What is required. Check every line of the material below for "subscription". Give the number of lines that have it, and only that.

Data provided.
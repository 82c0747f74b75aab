//! # ECS Error Types
//!
//! Every contract violation the runtime can detect. None of these are
//! transient: each one means the calling code is wrong, so nothing here is
//! retried.

use thiserror::Error;

use crate::ecs::{Entity, FamilyKind};

/// Errors reported by the ECS runtime.
#[derive(Error, Debug, Clone, PartialEq, Eq)]
pub enum EcsError {
    /// The entity id does not fit the configured population.
    #[error("entity {id} is outside the valid range 1..{max_entities}")]
    EntityOutOfRange {
        /// The offending raw id.
        id: u32,
        /// Configured maximum population (exclusive bound).
        max_entities: u32,
    },

    /// Id 0 was used where an entity was expected.
    #[error("entity id 0 is reserved as invalid")]
    InvalidEntity,

    /// The entity id is in range but not currently alive.
    #[error("entity {0} is not alive")]
    EntityNotAlive(Entity),

    /// Every entity id is in use.
    #[error("entity pool exhausted: {living} living, maximum {max_entities}")]
    EntityCapacityExceeded {
        /// Number of living entities at the time of the request.
        living: u32,
        /// Configured maximum population.
        max_entities: u32,
    },

    /// A type was registered twice with the same registry.
    #[error("{kind} type `{type_name}` is already registered")]
    TypeAlreadyRegistered {
        /// Which registry rejected the type.
        kind: FamilyKind,
        /// Rust type name.
        type_name: &'static str,
    },

    /// A type was used before it was registered.
    #[error("{kind} type `{type_name}` is not registered")]
    TypeNotRegistered {
        /// Which registry was asked.
        kind: FamilyKind,
        /// Rust type name.
        type_name: &'static str,
    },

    /// A registry ran out of family ids.
    #[error("{kind} family ids exhausted (limit {limit}, id 0 reserved)")]
    FamilyCapacityExceeded {
        /// Which registry is full.
        kind: FamilyKind,
        /// Configured limit, including the reserved id 0.
        limit: u8,
    },

    /// The entity already has a component of this type.
    #[error("entity {entity} already has a `{type_name}` component")]
    ComponentAlreadyPresent {
        /// The entity.
        entity: Entity,
        /// Component type name.
        type_name: &'static str,
    },

    /// The entity has no component of this type.
    #[error("entity {entity} has no `{type_name}` component")]
    ComponentMissing {
        /// The entity.
        entity: Entity,
        /// Component type name.
        type_name: &'static str,
    },

    /// The receiver already holds a live subscription.
    #[error("receiver is already subscribed to event family {family}")]
    ReceiverAlreadySubscribed {
        /// Event family of the existing subscription.
        family: u8,
    },

    /// The receiver holds no subscription to this event type.
    #[error("receiver is not subscribed to `{type_name}`")]
    ReceiverNotSubscribed {
        /// Event type name.
        type_name: &'static str,
    },

    /// Configuration values are out of bounds or malformed.
    #[error("invalid configuration: {0}")]
    InvalidConfig(String),

    /// Configuration file could not be read.
    #[error("failed to read configuration `{path}`: {reason}")]
    ConfigIo {
        /// Path that was read.
        path: String,
        /// Underlying I/O error message.
        reason: String,
    },
}

/// Result type for ECS operations.
pub type EcsResult<T> = Result<T, EcsError>;

#[cfg(test)]
mod tests {
    use super::*;

    #[test]
    fn test_messages_name_the_offender() {
        let entity = Entity::from_raw(7).unwrap();
        let err = EcsError::ComponentMissing {
            entity,
            type_name: "Position",
        };
        assert_eq!(err.to_string(), "entity #7 has no `Position` component");

        let err = EcsError::TypeNotRegistered {
            kind: FamilyKind::Event,
            type_name: "Ping",
        };
        assert_eq!(err.to_string(), "event type `Ping` is not registered");
    }
}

Solution for this problem. 3